All paths below point to the original locations of the data on the OSCAR compute system; replace them with your own when re-running.

Import the gesso package.

The gesso Python package can be easily downloaded from source. Simply run the following script in your terminal after ensuring Python and pip are available in your environment. We recommend installing GESSO in a new Python environment.

git clone https://github.com/YMa-Lab/GESSO.git
cd gesso
pip install .
cd ..

Reading Stereo-seq .Rds files additionally requires pyreadr:

pip install pyreadr
[1]:
from pathlib import Path
import sys
import time

import numpy as np
import pandas as pd
import pyreadr
import matplotlib.pyplot as plt
import seaborn as sns
from scipy.spatial import cKDTree

project_directory = Path("__notebook__").resolve().parent.parent
sys.path.append(str(project_directory))

from gesso import GESSO

Configure logging (optional)

GESSO uses Python’s standard logging module under the gesso.* hierarchy. By default the package is silent. Because this dataset is large and we score hundreds of gene sets, we silence the per-geneset progress messages and only keep top-level summaries.

[ ]:
from gesso import logging as glog

glog.enable()
glog.silence_per_geneset();  # keep summaries, mute per-geneset progress

Load the spatial transcriptomics data.

The Stereo-seq mouse embryo data ships as R .Rds files. We read them with pyreadr. The gene expression matrix is provided as \(G \times N\) (genes by spots); GESSO expects \(N \times G\), so we transpose.

[3]:
stereoseq_data_dir = Path("/users/ayang103/data/Project/SPLAGE/ST_Data/StereoSeq_Mouse")
pathways_dir = Path("/users/ayang103/data/Project/SPLAGE/Target_Pathway_List/PathwaysTable")

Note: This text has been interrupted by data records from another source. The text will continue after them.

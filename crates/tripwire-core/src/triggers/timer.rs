//! Timer trigger handler.
//!
//! Registers a cron-schedule job with the scheduler. Each firing executes
//! the bound function with errors caught and reported, so the job stays
//! scheduled for future firings.

use std::str::FromStr;
use std::sync::Arc;

use cron::Schedule;

use crate::errors::SetupError;
use crate::executor::FunctionExecutor;
use crate::notify::NotificationSink;
use crate::scheduler::Scheduler;

/// Convert a 5-or-6-field crontab expression to the 7-field format the
/// `cron` crate expects.
///
/// Crontab:      `min hour day month weekday`
/// Cron crate:   `sec min hour day month weekday year`
fn normalize_cron_expression(expr: &str) -> String {
    match expr.split_whitespace().count() {
        5 => format!("0 {expr} *"),
        6 => format!("0 {expr}"),
        _ => expr.to_string(),
    }
}

/// Parse a crontab expression, accepting 5/6-field crontab syntax.
pub(crate) fn parse_schedule(expression: &str) -> Result<Schedule, SetupError> {
    let normalized = normalize_cron_expression(expression);
    Schedule::from_str(&normalized).map_err(|e| SetupError::InvalidSchedule {
        expression: expression.to_string(),
        message: e.to_string(),
    })
}

/// Handler for cron-scheduled functions.
pub struct TimerTriggerHandler {
    pub(crate) function: String,
    pub(crate) expression: String,
    pub(crate) schedule: Schedule,
    pub(crate) executor: FunctionExecutor,
    pub(crate) sink: NotificationSink,
    pub(crate) scheduler: Option<Arc<Scheduler>>,
}

impl TimerTriggerHandler {
    /// Register the recurring job with the scheduler.
    pub async fn setup(&self) -> Result<(), SetupError> {
        let scheduler = self
            .scheduler
            .as_ref()
            .ok_or_else(|| SetupError::missing("job scheduler"))?;

        self.sink
            .broadcast(format!(
                "Setting up timer trigger for function: {}",
                self.function
            ))
            .await;

        let executor = self.executor.clone();
        let sink = self.sink.clone();
        let function = self.function.clone();
        scheduler.add_cron_job(&self.function, self.schedule.clone(), move || {
            let executor = executor.clone();
            let sink = sink.clone();
            let function = function.clone();
            async move {
                fire_scheduled(&executor, &sink, &function).await;
            }
        });

        self.sink
            .broadcast(format!(
                "Scheduled function {} with cron: {}",
                self.function, self.expression
            ))
            .await;
        Ok(())
    }
}

/// One scheduled firing: start broadcast, execution, outcome broadcast.
pub(crate) async fn fire_scheduled(
    executor: &FunctionExecutor,
    sink: &NotificationSink,
    function: &str,
) {
    sink.broadcast(format!("Executing scheduled function: {function}"))
        .await;

    let result = executor.execute(function).await;
    match result.get("error").and_then(|v| v.as_str()) {
        Some(message) => {
            sink.broadcast(format!("Error in scheduled function {function}: {message}"))
                .await;
        }
        None => {
            sink.broadcast(format!(
                "Successfully completed scheduled function: {function}"
            ))
            .await;
        }
    }
}
//! Function-definition configuration.
//!
//! The definition file is one YAML list of function entries, each binding a
//! function name to exactly one trigger:
//!
//! ```yaml
//! functions:
//!   - name: nightly_report
//!     trigger:
//!       type: timer
//!       schedule: "0 2 * * *"
//!   - name: orders_changed
//!     trigger:
//!       type: unity_table
//!       table_config: { catalog: main, schema: sales, name: orders }
//!       check_interval: 30
//! ```
//!
//! The trigger block deserializes into a raw [`TriggerSpec`] (a `type` tag
//! plus optional fields) rather than a tagged enum, so an unknown tag or a
//! missing field is a per-function factory error instead of a parse failure
//! that takes down the whole file.

use std::fmt;
use std::path::Path;

use serde::{Deserialize, Serialize};

use crate::errors::ConfigError;

/// Default polling interval for table triggers, in seconds.
pub const DEFAULT_CHECK_INTERVAL_SECS: u64 = 60;

/// The full function-definition file.
#[derive(Debug, Clone, Default, Serialize, Deserialize)]
pub struct FunctionDefs {
    #[serde(default)]
    pub functions: Vec<FunctionDescriptor>,
}

impl FunctionDefs {
    /// Load definitions from a YAML file.
    pub fn from_path(path: impl AsRef<Path>) -> Result<Self, ConfigError> {
        let path = path.as_ref();
        let text = std::fs::read_to_string(path).map_err(|source| ConfigError::Io {
            path: path.display().to_string(),
            source,
        })?;
        serde_yaml::from_str(&text).map_err(|source| ConfigError::Parse {
            path: path.display().to_string(),
            source,
        })
    }
}

/// One configured function: a unique name plus its trigger binding.
///
/// Immutable after load. A descriptor whose name has no registered
/// implementation is skipped with a diagnostic, not treated as fatal.
#[derive(Debug, Clone, Serialize, Deserialize)]
pub struct FunctionDescriptor {
    pub name: String,
    pub trigger: TriggerSpec,
}

/// Raw, unvalidated trigger configuration as it appears in the file.
///
/// Which fields are required depends on `type`; the handler factory checks
/// them and rejects anything incomplete or unrecognized.
#[derive(Debug, Clone, Default, Serialize, Deserialize)]
pub struct TriggerSpec {
    /// Trigger type tag: `http`, `timer`, or `unity_table`.
    #[serde(rename = "type", default)]
    pub kind: String,
    /// HTTP: endpoint path, e.g. `/api/v1/run-report`.
    #[serde(default, skip_serializing_if = "Option::is_none")]
    pub endpoint: Option<String>,
    /// HTTP: request method, e.g. `POST`.
    #[serde(default, skip_serializing_if = "Option::is_none")]
    pub method: Option<String>,
    /// Timer: five-or-six-field crontab expression.
    #[serde(default, skip_serializing_if = "Option::is_none")]
    pub schedule: Option<String>,
    /// Table: the watched table, all three parts required.
    #[serde(default, skip_serializing_if = "Option::is_none")]
    pub table_config: Option<TableConfig>,
    /// Table: polling interval in seconds (default 60).
    #[serde(default, skip_serializing_if = "Option::is_none")]
    pub check_interval: Option<u64>,
}

/// Raw table coordinates. All parts are optional here so that a partial
/// entry surfaces as a factory error for that one function.
#[derive(Debug, Clone, Default, Serialize, Deserialize)]
pub struct TableConfig {
    #[serde(default, skip_serializing_if = "Option::is_none")]
    pub catalog: Option<String>,
    #[serde(default, skip_serializing_if = "Option::is_none")]
    pub schema: Option<String>,
    #[serde(default, skip_serializing_if = "Option::is_none")]
    pub name: Option<String>,
}

/// A validated, fully-specified table reference.
#[derive(Debug, Clone, PartialEq, Eq, Hash, Serialize, Deserialize)]
pub struct TableRef {
    pub catalog: String,
    pub schema: String,
    pub name: String,
}

/// Wrap a name component in backticks so names with spaces survive SQL.
fn escape_name(name: &str) -> String {
    format!("`{name}`")
}

impl TableRef {
    /// The fully-qualified, backtick-escaped table name.
    pub fn fully_qualified(&self) -> String {
        format!(
            "{}.{}.{}",
            escape_name(&self.catalog),
            escape_name(&self.schema),
            escape_name(&self.name)
        )
    }
}

impl fmt::Display for TableRef {
    fn fmt(&self, f: &mut fmt::Formatter<'_>) -> fmt::Result {
        write!(f, "{}", self.fully_qualified())
    }
}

expression_rds = stereoseq_data_dir / "E12.5.gene.express.mat.Rds"
locations_rds = stereoseq_data_dir / "E12.5.location.Rds"
full_pathways_csv = pathways_dir / "StereoSeq.MouseEmbryo.PathwaysTable.1006.csv"
organ_system_pathways_csv = pathways_dir / "StereoSeq.MouseEmbryo.TargetTest.Pathways.1126.csv"
for p in (expression_rds, locations_rds, full_pathways_csv, organ_system_pathways_csv):
    assert p.exists(), p
[4]:
# expression matrix: genes x spots, transpose to spots x genes for GESSO
expression_df: pd.DataFrame = pyreadr.read_r(str(expression_rds))[None]
expression_df.columns.name = None
expression_df.index.name = None
expression_df = expression_df.T
display(expression_df.iloc[:5, :8])
print("expression shape (spots x genes):", expression_df.shape)
1700007G11Rik 1700123O20Rik 1810030O07Rik 2010107E04Rik 2210016F16Rik 2600014E21Rik 2610001J05Rik 2810429I04Rik
100_124-3 0.000000 0.0 0.0 2.923904 0.0 0.000000 0.0 0.0
100_125-3 0.000000 0.0 0.0 0.000000 0.0 0.000000 0.0 0.0
100_126-3 0.000000 0.0 0.0 1.424620 0.0 0.000000 0.0 0.0
100_127-3 0.000000 0.0 0.0 1.355934 0.0 1.355934 0.0 0.0
100_128-3 1.186376 0.0 0.0 0.000000 0.0 0.000000 0.0 0.0
expression shape (spots x genes): (51365, 23761)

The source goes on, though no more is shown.